I'm trying to make this API call from my vue.js SPA.
this.$apiCallDocusign.post('/oauth/token', {
grant_type: 'urn:ietf:params:oauth:grant-type:jwt-bearer',
assertion: '{myJWT}'
})
$apiCallDocusign is:
import axios from 'axios'
var h_ds = {}
h_ds = {
"Content-Type": "application/json"
}
const apiUrlDocusign = 'https://account-d.docusign.com'
const apiCallDocusign = axios.create({
baseURL: apiUrlDocusign,
headers: h_ds
})
export default apiCallDocusign
But i get CORS error:
Access to XMLHttpRequest at 'https://account-d.docusign.com/oauth/token' from origin 'http://localhost:8080' has been blocked by CORS policy: Response to preflight request doesn't pass access control check: Redirect is not allowed for a preflight request.
It works in Postman or Terminal with curl... Thanks in advance
Several issues here:
The only OAuth flow that may be used from a SPA to DocuSign is the Implicit grant flow. It works fine from a SPA (I use it myself.) JWT grant can't be used since there is no way to protect the needed private key from others.

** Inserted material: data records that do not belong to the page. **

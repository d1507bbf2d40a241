/// Errors in the .mpk wire format.
#[derive(Debug, thiserror::Error)]
pub enum FormatError {
    #[error("not a model pack file (magic {0:?})")]
    BadMagic([u8; 4]),

    #[error("unsupported format version {0}")]
    UnsupportedVersion(u16),

    #[error("file truncated or record frame out of bounds")]
    Truncated,

    #[error("failed to encode record '{0}': {1}")]
    Encode(String, String),

    #[error("failed to decode record: {0}")]
    Decode(String),
}
use std::fs;
use std::path::{Path, PathBuf};

use tracing::{debug, warn};

use modelpack_scene::TextureRef;

use crate::error::ConvertError;

/// Materialize a texture reference into the raw file bytes to embed.
///
/// Path references resolve against `base_dir` (the model file's directory)
/// and are read whole; embedded references are used as-is. `None` in means
/// `None` out: a material without the slot produces no payload at all. A
/// path that cannot be read fails the run, since a referenced texture that
/// can't be embedded means the source asset is broken.
pub fn load_texture(
    base_dir: &Path,
    reference: Option<&TextureRef>,
) -> Result<Option<Vec<u8>>, ConvertError> {
    let reference = match reference {
        Some(reference) => reference,
        None => return Ok(None),
    };

    let bytes = match reference {
        TextureRef::Embedded(bytes) => bytes.clone(),
        TextureRef::Path(path) if path.is_empty() => return Ok(None),
        TextureRef::Path(path) => {
            let full_path = resolve(base_dir, Path::new(path));
            fs::read(&full_path).map_err(|e| ConvertError::TextureRead {
                path: full_path,
                source: e,
            })?
        }
    };

    // Sniff the container for the log only; payloads embed untouched.
    match image::guess_format(&bytes) {
        Ok(format) => debug!("Texture payload: {} bytes, {:?}", bytes.len(), format),
        Err(_) => warn!(
            "Texture payload of {} bytes has an unrecognized container format",
            bytes.len()
        ),
    }

    Ok(Some(bytes))
}

/// Resolve a material texture path against the model's directory.
fn resolve(base_dir: &Path, path: &Path) -> PathBuf {
    if path.is_absolute() {
        path.to_path_buf()
    } else {
        base_dir.join(path)
    }
}
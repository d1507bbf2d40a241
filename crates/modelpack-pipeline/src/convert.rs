use std::fs;
use std::path::{Path, PathBuf};

use tracing::{debug, info, warn};

use modelpack_format::{encode_document, AssetDocument, MeshRecord};
use modelpack_scene::{Scene, SceneMesh};

use crate::error::ConvertError;
use crate::geometry::{extract_geometry, zero_filled};
use crate::indices::{pack_indices, IndexWidth};
use crate::material::resolve_material;
use crate::texture::load_texture;

/// Conversion settings.
#[derive(Debug, Clone, Copy, Default)]
pub struct ConvertOptions {
    pub index_width: IndexWidth,
}

/// Convert an imported scene into a complete asset document.
///
/// Meshes are processed in scene order and records land in the same order,
/// so record `i` always matches scene mesh `i`. `base_dir` is the model
/// file's directory; relative texture paths resolve against it. The first
/// failing mesh aborts the run.
pub fn convert_scene(
    scene: &Scene,
    base_dir: &Path,
    options: &ConvertOptions,
) -> Result<AssetDocument, ConvertError> {
    let mut document = AssetDocument::default();

    for mesh in &scene.meshes {
        let record = build_record(scene, mesh, base_dir, options)?;
        document.meshes.push(record);
    }

    info!("Converted {} meshes", document.meshes.len());
    Ok(document)
}

fn build_record(
    scene: &Scene,
    mesh: &SceneMesh,
    base_dir: &Path,
    options: &ConvertOptions,
) -> Result<MeshRecord, ConvertError> {
    let geometry = extract_geometry(mesh);
    let material = resolve_material(scene, mesh);

    let indices = pack_indices(&mesh.name, &mesh.faces, options.index_width)?;

    let diffuse_texture = load_texture(base_dir, material.diffuse.as_ref())?;
    let normal_texture = load_texture(base_dir, material.normal.as_ref())?;

    debug!(
        "Mesh '{}': {} vertices, {} indices, material '{}'",
        mesh.name,
        geometry.vertex_count,
        indices.len(),
        material.name
    );

    let vertex_count = geometry.vertex_count;
    Ok(MeshRecord {
        name: mesh.name.clone(),
        vertex_count: vertex_count as u32,
        positions: fill_buffer(&mesh.name, "positions", vertex_count, geometry.positions),
        normals: fill_buffer(&mesh.name, "normals", vertex_count, geometry.normals),
        tangents: fill_buffer(&mesh.name, "tangents", vertex_count, geometry.tangents),
        bitangents: fill_buffer(&mesh.name, "bitangents", vertex_count, geometry.bitangents),
        tex_coords: fill_buffer(&mesh.name, "tex_coords", vertex_count, geometry.tex_coords),
        indices,
        material: material.name,
        wrap_mode: material.wrap_mode,
        opacity: material.opacity,
        diffuse_texture,
        normal_texture,
    })
}

/// Records carry a fixed buffer shape; an attribute the extractor reported
/// absent becomes a zero-filled buffer of the full length.
fn fill_buffer(
    mesh_name: &str,
    attribute: &str,
    vertex_count: usize,
    buffer: Option<Vec<f32>>,
) -> Vec<f32> {
    match buffer {
        Some(buffer) => buffer,
        None => {
            warn!("Mesh '{}': no {}, zero-filling", mesh_name, attribute);
            zero_filled(vertex_count)
        }
    }
}

/// Encode `document` and write it to `path` in one atomic step.
///
/// The bytes land in a temporary sibling file first and are renamed over the
/// destination, so a failed run never leaves a partial file behind.
pub fn write_document(document: &AssetDocument, path: &Path) -> Result<(), ConvertError> {
    let bytes = encode_document(document)?;

    let tmp_path = tmp_sibling(path);
    fs::write(&tmp_path, &bytes).map_err(|e| ConvertError::OutputWrite {
        path: tmp_path.clone(),
        source: e,
    })?;
    if let Err(e) = fs::rename(&tmp_path, path) {
        let _ = fs::remove_file(&tmp_path);
        return Err(ConvertError::OutputWrite {
            path: path.to_path_buf(),
            source: e,
        });
    }

    info!("Wrote {} bytes to {}", bytes.len(), path.display());
    Ok(())
}

fn tmp_sibling(path: &Path) -> PathBuf {
    let mut name = path.file_name().unwrap_or_default().to_os_string();
    name.push(".tmp");
    path.with_file_name(name)
}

An alternative is to have a lightweight server app that generates a DocuSign Access Token by using the JWT grant and then returns it to your SPA. Be careful to secure the server app against bad guys.
You will also need to create a private CORS gateway for use by your application since DocuSign doesn't yet support CORS. Docs for creating a private CORS gateway.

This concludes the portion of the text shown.